Northwestern professors present at conference
Friday, August 5, 2016
Two members of Northwestern College’s faculty gave presentations at the Association for Scottish Literature conference at the University of Glasgow in Scotland last month.
Dr. Mike Kugler, professor of history, read his essay, “A Post-Religious Incarnation in Warner’s ‘Morvern Callar,’” which discussed religious imagery in Alan Warner’s 1996 novel. Kugler argued that the controversial novel is not a portrait of anarchic excess in a post-capitalist wasteland, as critics have charged, but is instead a sympathetic story of a spiritual quest in post-Christian Europe.
Dr. Sam Martin, assistant professor of English, presented his essay, “Ian Rankin and the Anarchic Drive in Crime Fiction and Christianity.” Martin discussed how both the traditional British “whodunnit” mystery and the creation, fall and redemption story of the Bible are primarily focused on restoration. In contrast, Martin proposed that what drives the contemporary Scottish crime fiction of Ian Rankin and the ministry of Jesus, as read by modern thinkers like Jacques Ellul and Terry Eagleton, is an anarchic impulse primarily focused on the disruption of corrupt systems.
The conference’s theme was literature and religion in Scotland, with participants encouraged to examine ways in which religions and religious impulses have influenced, and been influenced by, the literature of Scotland, both past and present.
A member of Northwestern’s faculty since 1994, Kugler was the recipient of the college’s Teaching Excellence Award in 2006. After graduating with a bachelor’s degree from Judson Baptist College in Portland, Ore., Kugler earned a master’s degree from Western Washington University and a doctorate from the University of Chicago.

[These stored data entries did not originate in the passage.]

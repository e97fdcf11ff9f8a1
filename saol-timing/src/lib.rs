pub mod clock;

pub use clock::{Clock, ManualClock, MonotonicClock, TickStats};
use std::path::Path;

use chrono::{DateTime, Utc};
use saol_core::{Collaborators, Mode, PositionSample, Result, SaolError, TrialSummary};
use saol_record::{DataRecorder, SaveReport, SessionSummary};
use saol_timing::Clock;
use tracing::{debug, error, info, warn};

use crate::config::SessionConfig;
use crate::effort::EffortEstimator;
use crate::order::{AssetResolver, OrderTable};
use crate::protocol::{Protocol, Step, TickContext};
use crate::scheduler::TrialScheduler;
use crate::trial::TrialTimestamps;

/// Owns the session state machine and everything a running session mutates.
///
/// All methods run on the tick thread. Operator commands are validated against
/// [`Mode`] first; a rejected command returns [`SaolError::State`] and leaves
/// the controller untouched.
pub struct SessionController<P, C>
where
    P: Protocol,
    C: Clock,
{
    config: SessionConfig,
    protocol: P,
    io: Collaborators,
    clock: C,
    assets: AssetResolver,
    scheduler: TrialScheduler<P::Action>,
    recorder: DataRecorder,
    effort: EffortEstimator,
    order: Option<OrderTable>,
    mode: Mode,
    trial: u32,
    t_init: f64,
    t_trial_onset: f64,
    last_tick: Option<f64>,
    started_at: Option<DateTime<Utc>>,
    current: Option<TrialTimestamps>,
    trials: Vec<TrialSummary>,
}
//! Generation-tagged queue of deferred trial actions.
//!
//! Each trial opens a new [`Generation`]; actions are scheduled at an offset
//! from trial onset and tagged with the generation that was current when they
//! were scheduled. Opening a new generation (or cancelling) drops every
//! pending action of older generations, and [`TrialScheduler::pop_due`] never
//! yields an action whose generation is not current, so a stale timeline can
//! never bleed into the next trial.
//!
//! The queue is a list sorted by deadline. Among the actions that are due at a
//! given elapsed time, the one registered first is yielded first.

use saol_core::{Result, SaolError};
use tracing::debug;

/// Identifier of one trial's batch of scheduled actions.
#[derive(Debug, Clone, Copy, PartialEq, Eq, PartialOrd, Ord, Hash, Default)]
pub struct Generation(pub u64);

#[derive(Debug, Clone)]
struct ScheduledEvent<A> {
    generation: Generation,
    fire_offset_s: f64,
    seq: u64,
    action: A,
}

#[derive(Debug, Clone)]
pub struct TrialScheduler<A> {
    generation: Generation,
    next_seq: u64,
    queue: Vec<ScheduledEvent<A>>,
}

impl<A> Default for TrialScheduler<A> {
    fn default() -> Self {
        Self::new()
    }
}

impl<A> TrialScheduler<A> {
    pub fn new() -> Self {
        Self {
            generation: Generation::default(),
            next_seq: 0,
            queue: Vec::new(),
        }
    }

    pub fn generation(&self) -> Generation {
        self.generation
    }

    pub fn is_current(&self, generation: Generation) -> bool {
        generation == self.generation
    }

    /// Number of actions still waiting in the current generation.
    pub fn pending(&self) -> usize {
        self.queue
            .iter()
            .filter(|e| e.generation == self.generation)
            .count()
    }

    /// Start a new generation, invalidating everything scheduled so far.
    pub fn begin_generation(&mut self) -> Generation {
        let dropped = self.queue.len();
        self.queue.clear();
        self.generation = Generation(self.generation.0 + 1);
        debug!(
            "Scheduler generation {} opened ({} stale actions dropped)",
            self.generation.0, dropped
        );
        self.generation
    }

    /// Invalidate the current generation without opening a timeline.
    pub fn cancel_all(&mut self) {
        let dropped = self.queue.len();
        self.queue.clear();
        self.generation = Generation(self.generation.0 + 1);
        debug!("Scheduler cancelled ({} pending actions dropped)", dropped);
    }

    /// Schedule `action` at `offset_s` seconds after trial onset, in the
    /// current generation.
    pub fn schedule(&mut self, offset_s: f64, action: A) -> Result<Generation> {
        let generation = self.generation;
        self.schedule_in(generation, offset_s, action)?;
        Ok(generation)
    }

    /// Schedule into an explicit generation. Scheduling into a superseded
    /// generation is rejected.
    pub fn schedule_in(&mut self, generation: Generation, offset_s: f64, action: A) -> Result<()> {
        if !self.is_current(generation) {
            return Err(SaolError::state(format!(
                "generation {} is no longer current (now {})",
                generation.0, self.generation.0
            )));
        }
        if !offset_s.is_finite() || offset_s < 0.0 {
            return Err(SaolError::argument(format!(
                "offset must be a non-negative number of seconds, got {offset_s}"
            )));
        }
        let seq = self.next_seq;
        self.next_seq += 1;
        // Insert after every event with an offset <= this one.
        let at = self.queue.partition_point(|e| e.fire_offset_s <= offset_s);
        self.queue.insert(
            at,
            ScheduledEvent {
                generation,
                fire_offset_s: offset_s,
                seq,
                action,
            },
        );
        Ok(())
    }

    /// Remove and return the earliest-registered current action whose offset
    /// has been reached.
    pub fn pop_due(&mut self, elapsed_s: f64) -> Option<A> {
        let current = self.generation;
        self.queue.retain(|e| e.generation == current);
        let due = self.queue.partition_point(|e| e.fire_offset_s <= elapsed_s);
        let (index, _) = self.queue[..due]
            .iter()
            .enumerate()
            .min_by_key(|(_, e)| e.seq)?;
        Some(self.queue.remove(index).action)
    }
}
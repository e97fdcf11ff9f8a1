use std::fs::{self, OpenOptions};
use std::io::Write;
use std::path::{Path, PathBuf};

use flate2::write::GzEncoder;
use flate2::Compression;
use saol_core::{Result, ResultExt, SaolError};
use tracing::debug;

type Formatter<T> = Box<dyn Fn(&T) -> String + Send + Sync>;

/// On-disk encoding, chosen by file name.
#[derive(Debug, Clone, Copy, PartialEq, Eq)]
pub enum Encoding {
    /// Appended as UTF-8 text.
    Plain,
    /// Streamed through gzip; replaces the target atomically.
    Gzip,
}

impl Encoding {
    pub fn for_path(path: &Path) -> Self {
        match path.extension().and_then(|e| e.to_str()) {
            Some("gz") => Encoding::Gzip,
            _ => Encoding::Plain,
        }
    }
}

#[derive(Debug, Clone, Copy, PartialEq, Eq)]
pub struct WriteStats {
    pub rows: usize,
    pub bytes: usize,
    pub encoding: Encoding,
}

/// Ordered row buffer with a pluggable line formatter.
///
/// Records are kept as values and only formatted on [`TableWriter::write`],
/// so the buffer stays inspectable and appending costs no allocation beyond
/// the record itself.
pub struct TableWriter<T> {
    headers: Option<Vec<String>>,
    ncol: usize,
    formatter: Formatter<T>,
    delim: String,
    newline: String,
    rows: Vec<T>,
}

impl<T> TableWriter<T> {
    /// Table with a header row. The header determines the column count.
    pub fn with_headers<I, S, F>(headers: I, formatter: F) -> Self
    where
        I: IntoIterator<Item = S>,
        S: Into<String>,
        F: Fn(&T) -> String + Send + Sync + 'static,
    {
        let headers: Vec<String> = headers.into_iter().map(Into::into).collect();
        Self {
            ncol: headers.len(),
            headers: Some(headers),
            formatter: Box::new(formatter),
            delim: "\t".to_string(),
            newline: "\n".to_string(),
            rows: Vec::new(),
        }
    }

    /// Headerless table of `ncol` columns.
    pub fn with_columns<F>(ncol: usize, formatter: F) -> Self
    where
        F: Fn(&T) -> String + Send + Sync + 'static,
    {
        Self {
            headers: None,
            ncol,
            formatter: Box::new(formatter),
            delim: "\t".to_string(),
            newline: "\n".to_string(),
            rows: Vec::new(),
        }
    }

    pub fn delimiter(mut self, delim: impl Into<String>) -> Self {
        self.delim = delim.into();
        self
    }

    pub fn newline(mut self, newline: impl Into<String>) -> Self {
        self.newline = newline.into();
        self
    }

    pub fn with_capacity(mut self, capacity: usize) -> Self {
        self.rows.reserve(capacity);
        self
    }

    pub fn headers(&self) -> Option<&[String]> {
        self.headers.as_deref()
    }

    pub fn ncol(&self) -> usize {
        self.ncol
    }

    pub fn append(&mut self, item: T) -> &mut Self {
        self.rows.push(item);
        self
    }

    pub fn extend<I: IntoIterator<Item = T>>(&mut self, items: I) -> &mut Self {
        self.rows.extend(items);
        self
    }

    pub fn rows(&self) -> &[T] {
        &self.rows
    }

    pub fn last(&self) -> Option<&T> {
        self.rows.last()
    }

    pub fn len(&self) -> usize {
        self.rows.len()
    }

    pub fn is_empty(&self) -> bool {
        self.rows.is_empty()
    }

    pub fn capacity(&self) -> usize {
        self.rows.capacity()
    }

    pub fn clear(&mut self) {
        self.rows.clear();
    }

    /// Render header and rows. Every line is terminated by the newline string.
    pub fn render(&self) -> Result<String> {
        let mut out = String::new();
        if let Some(headers) = &self.headers {
            out.push_str(&headers.join(&self.delim));
            out.push_str(&self.newline);
        }
        for (i, row) in self.rows.iter().enumerate() {
            let line = (self.formatter)(row);
            let fields = line.split(self.delim.as_str()).count();
            if fields != self.ncol {
                return Err(SaolError::Validation(format!(
                    "row {} has {} fields, expected {}",
                    i, fields, self.ncol
                )));
            }
            out.push_str(&line);
            out.push_str(&self.newline);
        }
        Ok(out)
    }

    /// Persist every buffered row. `.gz` targets are replaced through a
    /// `.part` sibling; anything else is appended. The buffer is left intact.
    pub fn write(&self, path: impl AsRef<Path>) -> Result<WriteStats> {
        let path = path.as_ref();
        let encoding = Encoding::for_path(path);
        let text = self.render()?;

        match encoding {
            Encoding::Gzip => {
                let part = part_path(path);
                let result = write_gzip(&part, text.as_bytes()).and_then(|_| {
                    fs::rename(&part, path)
                        .with_context(|| format!("Failed to move {} into place", part.display()))
                });
                if result.is_err() {
                    let _ = fs::remove_file(&part);
                }
                result?;
            }
            Encoding::Plain => {
                let mut file = OpenOptions::new()
                    .create(true)
                    .append(true)
                    .open(path)
                    .with_context(|| format!("Failed to open {}", path.display()))?;
                file.write_all(text.as_bytes())
                    .with_context(|| format!("Failed to write {}", path.display()))?;
            }
        }

        debug!(
            "Wrote {} rows ({} bytes, {:?}) to {}",
            self.rows.len(),
            text.len(),
            encoding,
            path.display()
        );
        Ok(WriteStats {
            rows: self.rows.len(),
            bytes: text.len(),
            encoding,
        })
    }
}

impl<T> std::fmt::Debug for TableWriter<T> {
    fn fmt(&self, f: &mut std::fmt::Formatter<'_>) -> std::fmt::Result {
        f.debug_struct("TableWriter")
            .field("headers", &self.headers)
            .field("ncol", &self.ncol)
            .field("rows", &self.rows.len())
            .finish()
    }
}

fn part_path(path: &Path) -> PathBuf {
    let mut name = path.as_os_str().to_owned();
    name.push(".part");
    PathBuf::from(name)
}

fn write_gzip(path: &Path, bytes: &[u8]) -> Result<()> {
    let file = fs::File::create(path)
        .with_context(|| format!("Failed to create {}", path.display()))?;
    let mut encoder = GzEncoder::new(file, Compression::default());
    encoder
        .write_all(bytes)
        .with_context(|| format!("Failed to compress into {}", path.display()))?;
    let file = encoder
        .finish()
        .with_context(|| format!("Failed to finish {}", path.display()))?;
    file.sync_all()
        .with_context(|| format!("Failed to sync {}", path.display()))?;
    Ok(())
}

A member of Northwestern’s faculty since 2012, Martin received a Northwestern Endowed Research Fellowship in 2014. Before coming to Northwestern, he completed a doctoral degree in English language and literature at Memorial University of Newfoundland, where he taught courses in short fiction, poetry, drama and the novel. He also holds a bachelor’s degree from Redeemer University College and a master’s degree in creative writing from the University of Toronto.